3. The oven's fucked. Not dead, but temperamental - it failed to cook a potato and an apricot crumble after being on for years yesterday. I should tell the landlord but the flat is filthy and messy and for now I'd rather not. Had fish and chips yesterday and a burger tonight. This cannot go on, obviously, but I'm tired.

4. May have sorted out the missing chunk of my pension lump sum by crying on the phone at the person in Human Resources at the County Council. It's only taken me seven months, but I am pushing at the limits of my overdraft facility (now extended by £500 at god knows what cost) and I need this money now.

5. I'm knitting a teddy bear (from a very simple pattern) to give to someone who has dementia, as part of a thing on facebook and twitter. I see people with dolls and soft toys at ED's care home - it's a great comfort to lose yourself in dreams of rocking a baby, especially one that isn't crying.

6. I went for a walk today with Sis's grand-daughter, age two and a half, and the poor wee dog (Nephew's French bulldog). He is a good boy really, but hasn't been taken out enough and wanted to be in the middle all the time, between me and the baby. She's a good walker, wants to hold my hand all the time which is good for going round town, though it would be better without a dog tangling us up in a lead. It was more of a struggle than a pleasure, but we made it to the coffee shop and on to the churchyard where we enjoyed the traditional pastime of sitting on a bench shouting at seagulls:



7. Fuck The Sun (the tabloid, not the sun), and fuck Rupert Murdoch.

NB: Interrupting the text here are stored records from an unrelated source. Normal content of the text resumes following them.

//! Configuration types for the compositing service

use serde::{Deserialize, Serialize};
use std::path::PathBuf;

/// Default share of the background height the subject occupies
pub const DEFAULT_RESIZE_PERCENTAGE: f32 = 0.75;

/// Default saliency cutoff for foreground membership
pub const DEFAULT_MASK_THRESHOLD: f32 = 0.2;

/// Default upload limit for `POST /api/process` (20 MiB)
pub const DEFAULT_MAX_UPLOAD_BYTES: usize = 20 * 1024 * 1024;

/// Execution provider options for ONNX Runtime
#[derive(Debug, Clone, Copy, PartialEq, Eq, Serialize, Deserialize, Default)]
pub enum ExecutionProvider {
    /// Auto-detect best available provider (CUDA > `CoreML` > CPU)
    #[default]
    Auto,
    /// CPU execution (always available)
    Cpu,
    /// NVIDIA CUDA GPU acceleration
    Cuda,
    /// Apple Silicon GPU acceleration
    CoreMl,
}

impl std::fmt::Display for ExecutionProvider {
    fn fmt(&self, f: &mut std::fmt::Formatter<'_>) -> std::fmt::Result {
        match self {
            Self::Auto => write!(f, "auto"),
            Self::Cpu => write!(f, "cpu"),
            Self::Cuda => write!(f, "cuda"),
            Self::CoreMl => write!(f, "coreml"),
        }
    }
}

impl std::str::FromStr for ExecutionProvider {
    type Err = crate::error::CompositeError;

    fn from_str(s: &str) -> crate::Result<Self> {
        match s.to_ascii_lowercase().as_str() {
            "auto" => Ok(Self::Auto),
            "cpu" => Ok(Self::Cpu),
            "cuda" => Ok(Self::Cuda),
            "coreml" => Ok(Self::CoreMl),
            other => Err(crate::error::CompositeError::invalid_config(format!(
                "Unknown execution provider '{other}'. Expected one of: auto, cpu, cuda, coreml"
            ))),
        }
    }
}

/// Inference engine used to run the segmentation model
#[derive(Debug, Clone, Copy, PartialEq, Eq, Serialize, Deserialize)]
pub enum BackendType {
    /// ONNX Runtime backend (supports GPU acceleration)
    Onnx,
    /// Tract backend (pure Rust, no external dependencies)
    Tract,
}

impl Default for BackendType {
    fn default() -> Self {
        if cfg!(feature = "onnx") {
            Self::Onnx
        } else {
            Self::Tract
        }
    }
}

impl std::fmt::Display for BackendType {
    fn fmt(&self, f: &mut std::fmt::Formatter<'_>) -> std::fmt::Result {
        match self {
            Self::Onnx => write!(f, "onnx"),
            Self::Tract => write!(f, "tract"),
        }
    }
}

impl std::str::FromStr for BackendType {
    type Err = crate::error::CompositeError;

    fn from_str(s: &str) -> crate::Result<Self> {
        match s.to_ascii_lowercase().as_str() {
            "onnx" => Ok(Self::Onnx),
            "tract" => Ok(Self::Tract),
            other => Err(crate::error::CompositeError::invalid_config(format!(
                "Unknown backend '{other}'. Expected one of: onnx, tract"
            ))),
        }
    }
}

/// Settings for the inference backend
#[derive(Debug, Clone, PartialEq, Serialize, Deserialize)]
pub struct InferenceConfig {
    /// Path to the segmentation model (`.onnx`)
    pub model_path: PathBuf,
    /// Backend used to execute the model
    pub backend_type: BackendType,
    /// Execution provider for ONNX Runtime
    pub execution_provider: ExecutionProvider,
    /// Number of intra-op threads for inference (0 = auto)
    pub intra_threads: usize,
    /// Number of inter-op threads for inference (0 = auto)
    pub inter_threads: usize,
}

impl Default for InferenceConfig {
    fn default() -> Self {
        Self {
            model_path: PathBuf::from("saved_models/u2net.onnx"),
            backend_type: BackendType::default(),
            execution_provider: ExecutionProvider::default(),
            intra_threads: 0,
            inter_threads: 0,
        }
    }
}

/// Configuration for the HTTP service, built once at startup
#[derive(Debug, Clone, PartialEq, Serialize, Deserialize)]
pub struct ServerConfig {
    /// Interface to bind
    pub host: String,
    /// TCP port to bind
    pub port: u16,
    /// Root of the `<team>/<file>` background tree
    pub backgrounds_dir: PathBuf,
    /// Directory receiving `generated_image_*.png` files
    pub output_dir: PathBuf,
    /// Segmentation backend settings
    pub inference: InferenceConfig,
    /// Resize percentage used when the form omits one
    pub default_resize_percentage: f32,
    /// Saliency cutoff for foreground membership
    pub mask_threshold: f32,
    /// Maximum accepted request body size in bytes
    pub max_upload_bytes: usize,
    /// Load the model before accepting connections
    pub eager_model_load: bool,
}

impl Default for ServerConfig {
    fn default() -> Self {
        Self {
            host: "0.0.0.0".to_string(),
            port: 5000,
            backgrounds_dir: PathBuf::from("bg"),
            output_dir: PathBuf::from("generated"),
            inference: InferenceConfig::default(),
            default_resize_percentage: DEFAULT_RESIZE_PERCENTAGE,
            mask_threshold: DEFAULT_MASK_THRESHOLD,
            max_upload_bytes: DEFAULT_MAX_UPLOAD_BYTES,
            eager_model_load: true,
        }
    }
}

impl ServerConfig {
    /// Create a new configuration builder
    ///
    /// # Examples
    ///
    /// ```rust
    /// use bg_composite::ServerConfig;
    ///
    /// let config = ServerConfig::builder()
    ///     .port(8080)
    ///     .backgrounds_dir("assets/bg")
    ///     .build()
    ///     .unwrap();
    /// assert_eq!(config.port, 8080);
    /// ```
    #[must_use]
    pub fn builder() -> ServerConfigBuilder {
        ServerConfigBuilder::default()
    }

    /// Socket address string for the listener
    #[must_use]
    pub fn bind_address(&self) -> String {
        format!("{}:{}", self.host, self.port)
    }

    /// Validate all configuration parameters
    ///
    /// # Validation Rules
    ///
    /// - Default resize percentage: 0.1-1.0 (inclusive)
    /// - Mask threshold: 0.0-1.0 (exclusive of 1.0, nothing could pass it)
    /// - Upload limit: non-zero
    ///
    /// # Errors
    /// - Any value outside the ranges above
    pub fn validate(&self) -> crate::Result<()> {
        if !(crate::compositor::ScaleFactor::MIN..=crate::compositor::ScaleFactor::MAX)
            .contains(&self.default_resize_percentage)
        {
            return Err(crate::error::CompositeError::config_value_error(
                "default resize percentage",
                self.default_resize_percentage,
                "0.1-1.0",
                Some(DEFAULT_RESIZE_PERCENTAGE),
            ));
        }

        if !(0.0..1.0).contains(&self.mask_threshold) {
            return Err(crate::error::CompositeError::config_value_error(
                "mask threshold",
                self.mask_threshold,
                "0.0-<1.0",
                Some(DEFAULT_MASK_THRESHOLD),
            ));
        }

        if self.max_upload_bytes == 0 {
            return Err(crate::error::CompositeError::invalid_config(
                "max upload size must be greater than zero",
            ));
        }

        Ok(())
    }
}

/// Builder for `ServerConfig`
#[derive(Debug, Default)]
pub struct ServerConfigBuilder {
    config: ServerConfig,
}

impl ServerConfigBuilder {
    #[must_use]
    pub fn host<S: Into<String>>(mut self, host: S) -> Self {
        self.config.host = host.into();
        self
    }

    #[must_use]
    pub fn port(mut self, port: u16) -> Self {
        self.config.port = port;
        self
    }

    #[must_use]
    pub fn backgrounds_dir<P: Into<PathBuf>>(mut self, dir: P) -> Self {
        self.config.backgrounds_dir = dir.into();
        self
    }

    #[must_use]
    pub fn output_dir<P: Into<PathBuf>>(mut self, dir: P) -> Self {
        self.config.output_dir = dir.into();
        self
    }

    #[must_use]
    pub fn model_path<P: Into<PathBuf>>(mut self, path: P) -> Self {
        self.config.inference.model_path = path.into();
        self
    }

    #[must_use]
    pub fn backend_type(mut self, backend_type: BackendType) -> Self {
        self.config.inference.backend_type = backend_type;
        self
    }

    #[must_use]
    pub fn execution_provider(mut self, provider: ExecutionProvider) -> Self {
        self.config.inference.execution_provider = provider;
        self
    }

    /// Set both intra and inter threads (inter gets half, minimum 1; 0 = auto)
    #[must_use]
    pub fn num_threads(mut self, threads: usize) -> Self {
        self.config.inference.intra_threads = threads;
        self.config.inference.inter_threads = if threads > 0 { (threads / 2).max(1) } else { 0 };
        self
    }

    #[must_use]
    pub fn default_resize_percentage(mut self, percentage: f32) -> Self {
        self.config.default_resize_percentage = percentage;
        self
    }

    #[must_use]
    pub fn mask_threshold(mut self, threshold: f32) -> Self {
        self.config.mask_threshold = threshold;
        self
    }

    #[must_use]
    pub fn max_upload_bytes(mut self, bytes: usize) -> Self {
        self.config.max_upload_bytes = bytes;
        self
    }

    #[must_use]
    pub fn eager_model_load(mut self, eager: bool) -> Self {
        self.config.eager_model_load = eager;
        self
    }

    /// Build and validate the configuration
    ///
    /// # Errors
    /// - Validation failures, see [`ServerConfig::validate`]
    pub fn build(self) -> crate::Result<ServerConfig> {
        self.config.validate()?;
        Ok(self.config)
    }
}
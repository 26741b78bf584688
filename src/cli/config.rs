//! Conversion from command-line arguments to library configuration

use super::main_impl::ServeArgs;
use crate::config::{BackendType, ExecutionProvider, InferenceConfig, ServerConfig};
use anyhow::{bail, Context, Result};
use std::path::Path;

pub(crate) struct CliConfigBuilder;

impl CliConfigBuilder {
    /// Parse `backend:provider` (or a bare backend name)
    pub(crate) fn parse_provider_string(provider_str: &str) -> Result<(BackendType, ExecutionProvider)> {
        let (backend, provider) = match provider_str.split_once(':') {
            Some((backend, provider)) => (backend, Some(provider)),
            None => (provider_str, None),
        };

        let backend_type: BackendType = backend.parse()?;
        let execution_provider = match (backend_type, provider) {
            (BackendType::Onnx, None) => ExecutionProvider::Auto,
            (BackendType::Onnx, Some(provider)) => provider.parse()?,
            (BackendType::Tract, None | Some("cpu")) => ExecutionProvider::Cpu,
            (BackendType::Tract, Some(other)) => {
                bail!("Unknown Tract provider: {other}. Tract only supports 'cpu'")
            },
        };

        Ok((backend_type, execution_provider))
    }

    pub(crate) fn inference_config(
        model_path: &Path,
        provider_str: &str,
        threads: usize,
    ) -> Result<InferenceConfig> {
        let (backend_type, execution_provider) = Self::parse_provider_string(provider_str)
            .with_context(|| format!("Invalid --execution-provider '{provider_str}'"))?;
        Ok(InferenceConfig {
            model_path: model_path.to_path_buf(),
            backend_type,
            execution_provider,
            intra_threads: threads,
            inter_threads: if threads > 0 { (threads / 2).max(1) } else { 0 },
        })
    }

    pub(crate) fn server_config(args: &ServeArgs) -> Result<ServerConfig> {
        let (backend_type, execution_provider) = Self::parse_provider_string(&args.execution_provider)
            .with_context(|| format!("Invalid --execution-provider '{}'", args.execution_provider))?;

        ServerConfig::builder()
            .host(args.host.clone())
            .port(args.port)
            .backgrounds_dir(&args.backgrounds_dir)
            .output_dir(&args.output_dir)
            .model_path(&args.model_path)
            .backend_type(backend_type)
            .execution_provider(execution_provider)
            .num_threads(args.threads)
            .default_resize_percentage(args.default_resize)
            .mask_threshold(args.mask_threshold)
            .max_upload_bytes(args.max_upload_bytes)
            .eager_model_load(!args.lazy_model)
            .build()
            .context("Invalid server configuration")
    }
}
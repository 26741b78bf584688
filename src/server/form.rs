//! `POST /api/process` form parsing

use crate::{
    compositor::ScaleFactor,
    error::{CompositeError, Result},
};
use axum::extract::multipart::{Multipart, MultipartError};
use axum::http::StatusCode;

/// Validated fields of a process request
#[derive(Debug, Clone)]
pub struct ProcessForm {
    pub image: Vec<u8>,
    pub background: String,
    pub team: String,
    pub scale: ScaleFactor,
}

fn multipart_error(e: &MultipartError) -> CompositeError {
    if e.status() == StatusCode::PAYLOAD_TOO_LARGE {
        CompositeError::PayloadTooLarge(format!("Upload too large: {}", e.body_text()))
    } else {
        CompositeError::invalid_input(format!("Malformed multipart body: {}", e.body_text()))
    }
}

/// Text field with surrounding whitespace removed; blank counts as missing
fn non_blank(value: Option<String>) -> Option<String> {
    value
        .map(|v| v.trim().to_string())
        .filter(|v| !v.is_empty())
}

impl ProcessForm {
    /// Drain the multipart body and check required fields
    ///
    /// Unknown fields are ignored. A repeated field keeps its last value.
    ///
    /// # Errors
    /// - Malformed body or upload over the size limit
    /// - `image`, `background` or `team` missing
    /// - `resize_percentage` present but not a finite number
    pub async fn from_multipart(mut multipart: Multipart, default_scale: ScaleFactor) -> Result<Self> {
        let mut image = None;
        let mut background = None;
        let mut team = None;
        let mut resize_percentage = None;

        while let Some(field) = multipart.next_field().await.map_err(|e| multipart_error(&e))? {
            let name = field.name().unwrap_or_default().to_string();
            match name.as_str() {
                "image" => {
                    let bytes = field.bytes().await.map_err(|e| multipart_error(&e))?;
                    image = Some(bytes.to_vec());
                },
                "background" => background = Some(field.text().await.map_err(|e| multipart_error(&e))?),
                "team" => team = Some(field.text().await.map_err(|e| multipart_error(&e))?),
                "resize_percentage" => {
                    resize_percentage = Some(field.text().await.map_err(|e| multipart_error(&e))?);
                },
                other => tracing::debug!(field = other, "Ignoring unknown form field"),
            }
        }

        let image = image
            .filter(|bytes| !bytes.is_empty())
            .ok_or_else(|| CompositeError::invalid_input("Missing image"))?;
        let background =
            non_blank(background).ok_or_else(|| CompositeError::invalid_input("Missing background"))?;
        let team = non_blank(team).ok_or_else(|| CompositeError::invalid_input("Missing team"))?;
        let scale = match non_blank(resize_percentage) {
            Some(text) => ScaleFactor::parse(&text)?,
            None => default_scale,
        };

        Ok(Self {
            image,
            background,
            team,
            scale,
        })
    }
}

8. "Holding onto her sanity with both hands." I read that somewhere and it resonated. Wish I could remember where. That's what I'm doing though. Holding tight.

9. Thank you for being there and sorry I'm not good at responding/acknowledging. See 8.

10. And tomorrow is another day.

I am grateful for: my sister; and nieces and nephew; warm flat on a cold night; the NHS; bedtime now.